38. What is the difference between FastLoad and MultiLoad?

FastLoad uses multiple sessions to quickly load large amount of data on empty table.

MultiLoad is used for high-volume maintenance on tables and views. It works with non-empty tables also. Maximum 5 tables can be used in MultiLoad.

39. Have you used procedures?

No. I have not used procedures. But I have expertise knowledge writing procedures. My company have not encouraged me to write procedures because it becomes single AMP operation, as such uses lot of resources and expensive in terms of resource and time.

40. What is the purpose of indexes?

An index is a mechanism that can be used by the SQL query optimizer to make table access more performant. Indexes enhance data access by providing a more-or-less direct path to stored data and avoiding the necessity to perform full table scans to locate the small number of rows you typically want to retrieve or update.

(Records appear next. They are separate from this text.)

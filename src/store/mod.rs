//! Claim store abstractions for the Wikidata side of reconciliation.
//!
//! A store answers "which values does item X hold for property P" and
//! accepts new claims. Two backends exist:
//!
//! - `WikidataStore`: the live MediaWiki action API
//! - `MemoryStore`: in-process claims for tests and offline runs

pub mod memory;
pub mod wikidata;

use async_trait::async_trait;

use crate::error::Result;

// Re-export for convenience
pub use memory::{Edit, MemoryStore};
pub use wikidata::WikidataStore;

/// Value of a single claim as seen by the reconciler.
///
/// `NoValue` stands for an explicit "no value" (or "unknown value")
/// statement. It never compares equal to any package name.
#[derive(Debug, Clone, PartialEq, Eq, PartialOrd, Ord, Hash)]
pub enum ClaimValue {
    Value(String),
    NoValue,
}

impl ClaimValue {
    pub fn as_str(&self) -> Option<&str> {
        match self {
            ClaimValue::Value(value) => Some(value),
            ClaimValue::NoValue => None,
        }
    }
}

impl From<&str> for ClaimValue {
    fn from(value: &str) -> Self {
        ClaimValue::Value(value.to_string())
    }
}

/// Trait for claim store backends.
#[async_trait]
pub trait ClaimStore: Send + Sync {
    /// Claims of `item` for `prop`.
    ///
    /// Deprecated and expired claims are only included when
    /// `allow_deprecated` is set.
    async fn query(&self, item: &str, prop: &str, allow_deprecated: bool)
    -> Result<Vec<ClaimValue>>;

    /// Add a string claim to `item`.
    async fn mutate(&self, item: &str, prop: &str, value: &str, summary: &str) -> Result<()>;
}
// src/models/project.rs

//! Repology package records and per-project value tables.

use std::collections::{BTreeMap, BTreeSet};

use serde::{Deserialize, Serialize};

/// Package fields that carry a name worth reconciling.
pub const NAME_FIELDS: [&str; 3] = ["name", "srcname", "binname"];

/// A single package entry of a Repology project.
///
/// Only the repository and name-bearing fields are kept, every other
/// field of the API response is ignored.
#[derive(Debug, Clone, Default, PartialEq, Eq, Serialize, Deserialize)]
pub struct PackageRecord {
    pub repo: String,

    #[serde(default, skip_serializing_if = "Option::is_none")]
    pub name: Option<String>,

    #[serde(default, skip_serializing_if = "Option::is_none")]
    pub srcname: Option<String>,

    #[serde(default, skip_serializing_if = "Option::is_none")]
    pub binname: Option<String>,
}

impl PackageRecord {
    /// Value of a name-bearing field, if present.
    pub fn field(&self, field: &str) -> Option<&str> {
        match field {
            "name" => self.name.as_deref(),
            "srcname" => self.srcname.as_deref(),
            "binname" => self.binname.as_deref(),
            _ => None,
        }
    }
}

/// A Repology project with package names grouped by (repository, field).
#[derive(Debug, Clone, Default, PartialEq, Eq)]
pub struct Project {
    pub name: String,
    values_by_repo_field: BTreeMap<(String, String), BTreeSet<String>>,
}

impl Project {
    /// Build a project from its raw package list.
    ///
    /// Records lacking a field are skipped for that field only.
    pub fn from_packages(name: impl Into<String>, packages: &[PackageRecord]) -> Self {
        let mut values_by_repo_field: BTreeMap<(String, String), BTreeSet<String>> =
            BTreeMap::new();

        for package in packages {
            for field in NAME_FIELDS {
                if let Some(value) = package.field(field) {
                    values_by_repo_field
                        .entry((package.repo.clone(), field.to_string()))
                        .or_default()
                        .insert(value.to_string());
                }
            }
        }

        Self {
            name: name.into(),
            values_by_repo_field,
        }
    }

    /// Values collected for a repository field, if any.
    pub fn values(&self, repo: &str, field: &str) -> Option<&BTreeSet<String>> {
        self.values_by_repo_field
            .get(&(repo.to_string(), field.to_string()))
    }

    /// Values collected for a repository field; empty when absent.
    pub fn values_iter<'a>(&'a self, repo: &str, field: &str) -> impl Iterator<Item = &'a str> {
        self.values(repo, field)
            .into_iter()
            .flat_map(|set| set.iter().map(String::as_str))
    }
}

41. What is primary index and secondary index?

Primary index is the mechanism for assigning a data row to an AMP and a location on the AMP’s disks. Indexes also used to access rows from a table without having to search the entire table.

Secondary indexes enhance set selection by specifying access paths less frequently used than the primary index path. Secondary indexes are also used to facilitate aggregate operations. If a secondary index covers a query, then the Optimizer determines that it would be less costly to accesses its rows directly rather than using it to access the base table rows it points to. Sometimes multiple secondary indexes with low individual selectivity can be overlapped and bit mapped to provide enhanced

42. Why primary and secondary index is used?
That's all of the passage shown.